Early voting suggested the Obama youth movement would carry the state. Houston Chronicle reporter R.G. Ratcliffe had looked at the early voters in the Democratic primary and found that 50 percent had not voted in the party’s past three primary elections.

The record 28 percent turnout at the polls pointed to an Obama win.

And many of the state’s 8,000 voting precinct caucuses, by tradition tedious affairs and attended by ten to twenty local party regulars, were overwhelmed by Obama supporters–almost all of whom had never before attended a local caucus. Crowds swelled to three and four hundred at many urban precincts. At one Dallas church, a crowd of 2,000 tried to get into a hall that could accommodate 300.

With 38 percent of the caucuses (which convene after the polls close) reporting Wednesday morning, Obama held a 56-44 margin. The caucuses award one-third of the 193 delegates available in the primary, so Obama still might win the delegate race by a slim margin after losing at the popular vote.

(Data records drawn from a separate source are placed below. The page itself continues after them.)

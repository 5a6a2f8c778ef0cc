//! Card validation.
//!
//! A card is well-formed when all three rules hold:
//!
//! ```text
//! valid_name && (no_description || valid_description) && (no_status || valid_status)
//! ```
//!
//! - **name**: required and non-empty.
//! - **description**: optional, but an empty string is not a description.
//! - **status**: optional; when present it is one of `TODO`, `IN_PROGRESS`, `DONE`.
//!   The [`Status`](crate::model::Status) type can only hold those three values, so
//!   that rule is enforced where text is parsed into a `Status`.
//!
//! Validation runs on the complete record that is about to be written (the new card
//! for `add_card`, the merged card for `update_card_by_id`), never on raw input.

use crate::model::{Card, Status};
use thiserror::Error;

/// The first rule a candidate card breaks.
#[derive(Error, Debug, Clone, Copy, PartialEq, Eq)]
pub enum Violation {
    #[error("name must not be empty")]
    EmptyName,

    #[error("description must not be empty when present")]
    EmptyDescription,

    #[error("status must be one of TODO, IN_PROGRESS, DONE")]
    UnknownStatus,
}

pub fn validate(card: &Card) -> Result<(), Violation> {
    if !valid_name(&card.name) {
        return Err(Violation::EmptyName);
    }
    if !card.description.as_deref().map_or(true, valid_description) {
        return Err(Violation::EmptyDescription);
    }
    if !card.status.map_or(true, valid_status) {
        return Err(Violation::UnknownStatus);
    }
    Ok(())
}

pub fn is_valid(card: &Card) -> bool {
    validate(card).is_ok()
}

fn valid_name(name: &str) -> bool {
    !name.is_empty()
}

fn valid_description(description: &str) -> bool {
    !description.is_empty()
}

fn valid_status(status: Status) -> bool {
    Status::ALL.contains(&status)
}
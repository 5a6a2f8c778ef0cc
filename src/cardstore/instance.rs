//! # Instance Manager
//!
//! A [`Connector`] holds everything a database needs (the shared store, the id
//! generator, the clock and the simulated latency) and hands out connected
//! [`Database`] handles.
//!
//! ## Connecting
//!
//! - `connect(Some(id))` reuses an existing namespace. Nothing is wiped.
//! - `connect(None)` generates a fresh instance id **and clears the whole store**.
//!   The wipe is not namespaced: every other instance's records, and any unrelated
//!   keys sharing the store, are deleted too.
//!
//! A handle stays ready until [`Database::disconnect`] is called; after that every
//! record operation fails with [`CardError::NotReady`](crate::error::CardError).

use crate::api::Database;
use crate::error::{CardError, Result};
use crate::keys::{is_valid_segment, KeySpace};
use crate::runtime::{Clock, IdGenerator, Latency, SystemClock, UuidGenerator};
use crate::store::KeyValueStore;
use std::sync::Arc;
use tracing::{info, warn};

/// The namespace a connected database writes into.
#[derive(Debug, Clone, PartialEq, Eq)]
pub struct Session {
    instance_id: String,
    keys: KeySpace,
}

impl Session {
    pub fn new(instance_id: impl Into<String>) -> Self {
        let instance_id = instance_id.into();
        let keys = KeySpace::new(&instance_id);
        Self { instance_id, keys }
    }

    pub fn instance_id(&self) -> &str {
        &self.instance_id
    }

    pub fn keys(&self) -> &KeySpace {
        &self.keys
    }
}

pub struct Connector<S: KeyValueStore> {
    store: Arc<S>,
    ids: Arc<dyn IdGenerator>,
    clock: Arc<dyn Clock>,
    latency: Latency,
}

impl<S: KeyValueStore> Clone for Connector<S> {
    fn clone(&self) -> Self {
        Self {
            store: Arc::clone(&self.store),
            ids: Arc::clone(&self.ids),
            clock: Arc::clone(&self.clock),
            latency: self.latency,
        }
    }
}

impl<S: KeyValueStore> Connector<S> {
    pub fn new(store: Arc<S>) -> Self {
        Self {
            store,
            ids: Arc::new(UuidGenerator),
            clock: Arc::new(SystemClock),
            latency: Latency::default(),
        }
    }

    pub fn with_ids(mut self, ids: impl IdGenerator + 'static) -> Self {
        self.ids = Arc::new(ids);
        self
    }

    pub fn with_clock(mut self, clock: impl Clock + 'static) -> Self {
        self.clock = Arc::new(clock);
        self
    }

    pub fn with_latency(mut self, latency: Latency) -> Self {
        self.latency = latency;
        self
    }

    /// Opens a database handle.
    ///
    /// With `previous_instance_id` the handle reattaches to that namespace and the
    /// store is left untouched. Without it a new instance id is generated and the
    /// **entire store is cleared**, including other instances' records.
    ///
    /// A previous id that is empty or contains the key delimiter is rejected with
    /// `InvalidInstanceId` and the store is not touched.
    pub async fn connect(&self, previous_instance_id: Option<&str>) -> Result<Database<S>> {
        let session = match previous_instance_id {
            Some(id) => {
                if !is_valid_segment(id) {
                    return Err(CardError::InvalidInstanceId(id.to_string()));
                }
                info!(instance_id = id, "reconnecting to existing instance");
                Session::new(id)
            }
            None => {
                let id = self.ids.new_id();
                if !is_valid_segment(&id) {
                    return Err(CardError::InvalidInstanceId(id));
                }
                warn!(instance_id = %id, "new instance: clearing the entire store");
                self.store.clear()?;
                Session::new(id)
            }
        };

        Ok(Database::new(
            Arc::clone(&self.store),
            Arc::clone(&self.ids),
            Arc::clone(&self.clock),
            self.latency,
            session,
        ))
    }
}
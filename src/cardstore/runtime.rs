//! Injectable runtime dependencies: identifiers, wall clock and simulated latency.
//!
//! Production code uses [`UuidGenerator`], [`SystemClock`] and
//! [`Latency::default`]. Tests swap in deterministic versions so that timestamps
//! and ids are predictable and no real time passes.

use chrono::Utc;
use std::time::Duration;
use uuid::Uuid;

/// Default simulated round-trip to the store.
pub const DEFAULT_LATENCY: Duration = Duration::from_millis(100);

pub trait IdGenerator: Send + Sync {
    fn new_id(&self) -> String;
}

/// Random v4 UUIDs, hyphenated.
#[derive(Debug, Default, Clone, Copy)]
pub struct UuidGenerator;

impl IdGenerator for UuidGenerator {
    fn new_id(&self) -> String {
        Uuid::new_v4().to_string()
    }
}

pub trait Clock: Send + Sync {
    /// Milliseconds since the Unix epoch.
    fn now_millis(&self) -> i64;
}

#[derive(Debug, Default, Clone, Copy)]
pub struct SystemClock;

impl Clock for SystemClock {
    fn now_millis(&self) -> i64 {
        Utc::now().timestamp_millis()
    }
}

/// Artificial delay inserted before every store access, so callers exercise the
/// same async code paths they would against a remote store.
#[derive(Debug, Clone, Copy, PartialEq, Eq)]
pub struct Latency(Duration);

impl Default for Latency {
    fn default() -> Self {
        Self(DEFAULT_LATENCY)
    }
}

impl Latency {
    pub fn from_millis(ms: u64) -> Self {
        Self(Duration::from_millis(ms))
    }

    pub fn none() -> Self {
        Self(Duration::ZERO)
    }

    pub fn duration(&self) -> Duration {
        self.0
    }

    pub async fn pause(&self) {
        if !self.0.is_zero() {
            tokio::time::sleep(self.0).await;
        }
    }
}

// --- Test Fixtures ---

#[cfg(any(test, feature = "test_utils"))]
pub mod fixtures {
    use super::*;
    use std::sync::atomic::{AtomicI64, AtomicU64, Ordering};

    /// A clock that advances by `step` ms every time it is read.
    pub struct StepClock {
        now: AtomicI64,
        step: i64,
    }

    impl StepClock {
        pub fn new(start: i64, step: i64) -> Self {
            Self {
                now: AtomicI64::new(start),
                step,
            }
        }

        /// A clock frozen at `at`.
        pub fn fixed(at: i64) -> Self {
            Self::new(at, 0)
        }
    }

    impl Clock for StepClock {
        fn now_millis(&self) -> i64 {
            self.now.fetch_add(self.step, Ordering::SeqCst)
        }
    }

    /// Ids of the form `{prefix}-{n}`, counting from 1.
    pub struct SequentialIds {
        prefix: String,
        next: AtomicU64,
    }

    impl SequentialIds {
        pub fn new(prefix: impl Into<String>) -> Self {
            Self {
                prefix: prefix.into(),
                next: AtomicU64::new(1),
            }
        }
    }

    impl IdGenerator for SequentialIds {
        fn new_id(&self) -> String {
            let n = self.next.fetch_add(1, Ordering::SeqCst);
            format!("{}-{}", self.prefix, n)
        }
    }
}
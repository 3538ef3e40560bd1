pub mod holiday;
pub mod models;
pub mod recurrence;
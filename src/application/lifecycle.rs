use crate::application::registry::{SchedulePolicy, ScheduleError, TimerRegistry};
use crate::domain::holiday;
use crate::domain::models::{Activation, Alarm, weekday_index};
use crate::domain::recurrence;
use crate::infrastructure::alarm_repository::AlarmRepository;
use crate::infrastructure::error::InfraError;
use crate::infrastructure::fire_sink::FireSink;
use crate::infrastructure::wake_timer::{TimerKey, TimerKind, WakeTimer};
use chrono::{Duration, Local, NaiveDateTime};
use std::sync::{Arc, Mutex};
use tracing::{debug, info, warn};

pub type NowProvider = Arc<dyn Fn() -> NaiveDateTime + Send + Sync>;

const DATE_FORMAT: &str = "%Y-%m-%d";

/// What became of a wake-up delivery.
#[derive(Debug, Clone, Copy, PartialEq, Eq)]
pub enum FireOutcome {
    /// The sink was handed the event.
    Delivered,
    /// A one-shot landed on a national holiday with exclusion on; delivery
    /// was suppressed and the alarm moved to the next working day.
    SkippedHoliday,
    /// The wake-up referenced a missing or non-live alarm. Stale
    /// registrations end up here.
    Ignored,
}

#[derive(Debug)]
pub struct RestoreFailure {
    pub alarm_id: i64,
    pub error: ScheduleError,
}

/// Outcome of a whole-set re-registration. One alarm failing never stops
/// the others from being restored.
#[derive(Debug, Default)]
pub struct RestoreReport {
    pub restored: Vec<i64>,
    pub failures: Vec<RestoreFailure>,
}

impl RestoreReport {
    pub fn is_clean(&self) -> bool {
        self.failures.is_empty()
    }
}

/// Orchestrates alarm state transitions: persistence, wake-timer
/// registrations, and delivery hand-off move together under one write
/// guard, so a toggle and a concurrently arriving wake-up cannot interleave
/// their read-modify-write cycles.
pub struct AlarmLifecycle<R: AlarmRepository, W: WakeTimer, F: FireSink> {
    repository: Arc<R>,
    registry: TimerRegistry<W>,
    sink: Arc<F>,
    now: NowProvider,
    write_guard: Mutex<()>,
}

impl<R: AlarmRepository, W: WakeTimer, F: FireSink> AlarmLifecycle<R, W, F> {
    pub fn new(repository: Arc<R>, wake_timer: Arc<W>, sink: Arc<F>) -> Self {
        Self {
            repository,
            registry: TimerRegistry::new(wake_timer),
            sink,
            now: Arc::new(|| Local::now().naive_local()),
            write_guard: Mutex::new(()),
        }
    }

    pub fn with_now_provider(mut self, now: NowProvider) -> Self {
        self.now = now;
        self
    }

    pub fn with_policy(mut self, policy: SchedulePolicy) -> Self {
        let registry = self.registry;
        self.registry = registry.with_policy(policy);
        self
    }

    /// Creation-timestamp identifier, matching the persisted id space.
    pub fn allocate_id(&self) -> i64 {
        (self.now)().and_utc().timestamp_millis()
    }

    pub fn get(&self, alarm_id: i64) -> Result<Option<Alarm>, InfraError> {
        self.repository.get(alarm_id)
    }

    pub fn alarms(&self) -> Result<Vec<Alarm>, InfraError> {
        self.repository.all()
    }

    /// Validates, registers, and persists the alarm as enabled. A
    /// holiday-moved specific date is written back so the stored alarm
    /// matches its registrations.
    pub fn save(&self, mut alarm: Alarm) -> Result<Alarm, ScheduleError> {
        alarm.validate().map_err(ScheduleError::InvalidAlarm)?;
        let _guard = self.guard()?;
        let now = (self.now)();

        self.registry.cancel_all(alarm.id);
        let outcome = self.registry.schedule(&alarm, now)?;
        if let Some(moved) = outcome.moved_to {
            alarm.set_specific_date(moved.format(DATE_FORMAT).to_string());
        }
        alarm.activation = Activation::Enabled {
            scheduled_at: outcome.first_fire,
        };
        self.repository.upsert(&alarm)?;
        info!(alarm_id = alarm.id, first_fire = %outcome.first_fire, "alarm saved");
        Ok(alarm)
    }

    /// Removes the alarm and every registration it owns. Returns `false`
    /// when no such alarm existed.
    pub fn delete(&self, alarm_id: i64) -> Result<bool, ScheduleError> {
        let _guard = self.guard()?;
        self.registry.cancel_all(alarm_id);
        let removed = self.repository.delete(alarm_id)?;
        if removed {
            info!(alarm_id, "alarm deleted");
        }
        Ok(removed)
    }

    /// Toggles the alarm. Disabling a repeater precomputes the occurrence
    /// it would have fired at and parks it for the reactivate affordance;
    /// disabling anything else goes straight to `Disabled`. Unknown ids are
    /// a no-op.
    pub fn set_enabled(&self, alarm_id: i64, enabled: bool) -> Result<Option<Alarm>, ScheduleError> {
        let _guard = self.guard()?;
        let Some(mut alarm) = self.repository.get(alarm_id)? else {
            return Ok(None);
        };
        let now = (self.now)();

        self.registry.cancel_all(alarm_id);
        if enabled {
            let outcome = self.registry.schedule(&alarm, now)?;
            if let Some(moved) = outcome.moved_to {
                alarm.set_specific_date(moved.format(DATE_FORMAT).to_string());
            }
            alarm.activation = Activation::Enabled {
                scheduled_at: outcome.first_fire,
            };
        } else if alarm.is_repeating() {
            let next_fire = recurrence::first_weekly_occurrence(&alarm, now)?.ok_or_else(|| {
                ScheduleError::InvalidAlarm("repeating alarm without weekdays".to_string())
            })?;
            alarm.activation = Activation::AwaitingReactivation { next_fire };
        } else {
            alarm.activation = Activation::Disabled;
        }
        self.repository.upsert(&alarm)?;
        debug!(alarm_id, enabled, "alarm toggled");
        Ok(Some(alarm))
    }

    /// Re-arms a parked repeater for exactly the occurrence stored at
    /// disable time, without re-registering the full weekly schedule.
    pub fn reactivate(&self, alarm_id: i64) -> Result<Option<Alarm>, ScheduleError> {
        let _guard = self.guard()?;
        let Some(mut alarm) = self.repository.get(alarm_id)? else {
            return Ok(None);
        };
        let next_fire = match &alarm.activation {
            Activation::AwaitingReactivation { next_fire } => *next_fire,
            _ => return Ok(None),
        };
        let now = (self.now)();

        self.registry.register_occurrence(
            alarm_id,
            Some(weekday_index(next_fire.date())),
            next_fire,
            now,
        )?;
        alarm.activation = Activation::Reactivated { fire_at: next_fire };
        self.repository.upsert(&alarm)?;
        info!(alarm_id, fire_at = %next_fire, "alarm reactivated");
        Ok(Some(alarm))
    }

    /// "Off for today": drops today's occurrence of a repeater and arms the
    /// next selected weekday as a single reactivated occurrence. Firing it
    /// resumes the full weekly schedule.
    pub fn skip_today(&self, alarm_id: i64) -> Result<Option<Alarm>, ScheduleError> {
        let _guard = self.guard()?;
        let Some(mut alarm) = self.repository.get(alarm_id)? else {
            return Ok(None);
        };
        if !alarm.is_repeating() {
            return Ok(None);
        }
        let now = (self.now)();
        let next = recurrence::first_occurrence_skipping_today(&alarm, now)?.ok_or_else(|| {
            ScheduleError::InvalidAlarm("repeating alarm without weekdays".to_string())
        })?;

        self.registry.cancel_all(alarm_id);
        self.registry
            .register_occurrence(alarm_id, Some(weekday_index(next.date())), next, now)?;
        alarm.activation = Activation::Reactivated { fire_at: next };
        self.repository.upsert(&alarm)?;
        info!(alarm_id, fire_at = %next, "skipping today's occurrence");
        Ok(Some(alarm))
    }

    /// Registers a snooze occurrence `minutes` from now (the policy default
    /// when zero or negative). The alarm's regular registrations stay put,
    /// and its activation state is not consulted: a fired one-shot is
    /// already `Disabled` by the time the user taps snooze.
    pub fn snooze(
        &self,
        alarm_id: i64,
        minutes: i64,
    ) -> Result<Option<NaiveDateTime>, ScheduleError> {
        let _guard = self.guard()?;
        if self.repository.get(alarm_id)?.is_none() {
            return Ok(None);
        }
        let minutes = if minutes <= 0 {
            self.registry.policy().default_snooze_minutes
        } else {
            minutes
        };
        let fire_at = (self.now)() + Duration::minutes(minutes);
        self.registry.register_snooze(alarm_id, fire_at)?;
        debug!(alarm_id, %fire_at, "snooze registered");
        Ok(Some(fire_at))
    }

    /// Entry point for a wake-timer expiry. Pre-alarm keys notify without
    /// firing; main and snooze keys deliver and advance the alarm's state.
    pub fn handle_wake(&self, key: TimerKey) -> Result<FireOutcome, ScheduleError> {
        let _guard = self.guard()?;
        let Some(mut alarm) = self.repository.get(key.alarm_id)? else {
            debug!(alarm_id = key.alarm_id, "wake-up for unknown alarm ignored");
            return Ok(FireOutcome::Ignored);
        };
        // Snooze deliveries bypass the liveness gate; the alarm they
        // belong to may have gone `Disabled` when its main key fired.
        if key.kind != TimerKind::Snooze && !alarm.activation.is_live() {
            debug!(alarm_id = alarm.id, "wake-up for non-live alarm ignored");
            return Ok(FireOutcome::Ignored);
        }
        let now = (self.now)();

        if key.kind == TimerKind::PreAlarm {
            self.sink.pre_alarm_due(&alarm);
            return Ok(FireOutcome::Delivered);
        }

        // Holiday exclusion is enforced at fire time for one-shots; the
        // stored date may have been valid when it was registered.
        if key.kind == TimerKind::Main
            && !alarm.is_repeating()
            && alarm.exclude_holidays
            && holiday::is_holiday(now.date())
        {
            let replacement = recurrence::next_working_day(now.date())?;
            alarm.set_specific_date(replacement.format(DATE_FORMAT).to_string());
            let outcome = self.registry.schedule(&alarm, now)?;
            alarm.activation = Activation::Enabled {
                scheduled_at: outcome.first_fire,
            };
            self.repository.upsert(&alarm)?;
            info!(alarm_id = alarm.id, moved_to = %replacement, "holiday fire suppressed");
            return Ok(FireOutcome::SkippedHoliday);
        }

        self.sink.alarm_fired(&alarm);

        match key.kind {
            TimerKind::Snooze => {
                // One delivery per snooze; the regular schedule is untouched.
                self.registry.cancel_snooze(alarm.id);
            }
            TimerKind::Main if alarm.is_repeating() => {
                // Re-resolving at the fire instant rolls the consumed
                // weekday a week and leaves the others in place. This is
                // also how a reactivated repeater rejoins its schedule.
                let outcome = self.registry.schedule(&alarm, now)?;
                alarm.activation = Activation::Enabled {
                    scheduled_at: outcome.first_fire,
                };
                self.repository.upsert(&alarm)?;
            }
            TimerKind::Main => {
                self.registry.cancel_all(alarm.id);
                alarm.activation = Activation::Disabled;
                self.repository.upsert(&alarm)?;
            }
            TimerKind::PreAlarm => unreachable!("handled above"),
        }
        info!(alarm_id = alarm.id, kind = ?key.kind, "alarm fired");
        Ok(FireOutcome::Delivered)
    }

    /// App-start housekeeping: reactivation affordances do not survive a
    /// process restart, so parked repeaters fall back to plain `Disabled`.
    /// Returns how many were cleared.
    pub fn start_sweep(&self) -> Result<usize, ScheduleError> {
        let _guard = self.guard()?;
        let mut cleared = 0;
        for mut alarm in self.repository.all()? {
            if matches!(alarm.activation, Activation::AwaitingReactivation { .. }) {
                alarm.activation = Activation::Disabled;
                self.repository.upsert(&alarm)?;
                cleared += 1;
            }
        }
        if cleared > 0 {
            info!(cleared, "cleared stale reactivation affordances");
        }
        Ok(cleared)
    }

    /// Re-registers every live alarm after the wake timers were lost (a
    /// device reboot). Failures are collected per alarm; the stored state
    /// is left untouched so a later attempt can retry.
    pub fn restore_all(&self) -> Result<RestoreReport, ScheduleError> {
        let _guard = self.guard()?;
        let now = (self.now)();
        let mut report = RestoreReport::default();

        for mut alarm in self.repository.all()? {
            if !alarm.activation.is_live() {
                continue;
            }
            match self.restore_one(&mut alarm, now) {
                Ok(()) => report.restored.push(alarm.id),
                Err(error) => {
                    warn!(alarm_id = alarm.id, %error, "failed to restore alarm");
                    report.failures.push(RestoreFailure {
                        alarm_id: alarm.id,
                        error,
                    });
                }
            }
        }
        info!(
            restored = report.restored.len(),
            failed = report.failures.len(),
            "restore pass finished"
        );
        Ok(report)
    }

    fn restore_one(&self, alarm: &mut Alarm, now: NaiveDateTime) -> Result<(), ScheduleError> {
        match alarm.activation {
            // A still-pending reactivated occurrence comes back as-is.
            Activation::Reactivated { fire_at } if fire_at > now => {
                self.registry.register_occurrence(
                    alarm.id,
                    Some(weekday_index(fire_at.date())),
                    fire_at,
                    now,
                )?;
            }
            _ => {
                let outcome = self.registry.schedule(alarm, now)?;
                if let Some(moved) = outcome.moved_to {
                    alarm.set_specific_date(moved.format(DATE_FORMAT).to_string());
                }
                alarm.activation = Activation::Enabled {
                    scheduled_at: outcome.first_fire,
                };
                self.repository.upsert(alarm)?;
            }
        }
        Ok(())
    }

    fn guard(&self) -> Result<std::sync::MutexGuard<'_, ()>, ScheduleError> {
        self.write_guard.lock().map_err(|error| {
            ScheduleError::Storage(InfraError::Storage(format!(
                "lifecycle write guard poisoned: {error}"
            )))
        })
    }
}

But Clinton’s team got Hispanic voters to the polls in sufficient numbers to provide her a 51-to-48 popular vote margin. Mauro had insisted that Clinton would carry the state if she could keep her Hispanic vote percentage above 60 percent. Exit polls had Clinton winning two-thirds of the Hispanic vote, which made up 30 percent of the Democratic primary vote. Blacks, who were 20 percent of the primary turnout, went seven-to-one for Obama. Not enough to counter Hispanic turnout for Clinton.

The Hispanic vote, which Bush and Karl Rove peeled away from the Democratic party, has returned home to the Democrats. But the huge, enthusiastic crowds spending hours at caucuses in high-growth metropolitan areas of Austin, Dallas and Houston represent the future of the Democratic Party in Texas. And that was largely a creation of Barack Obama.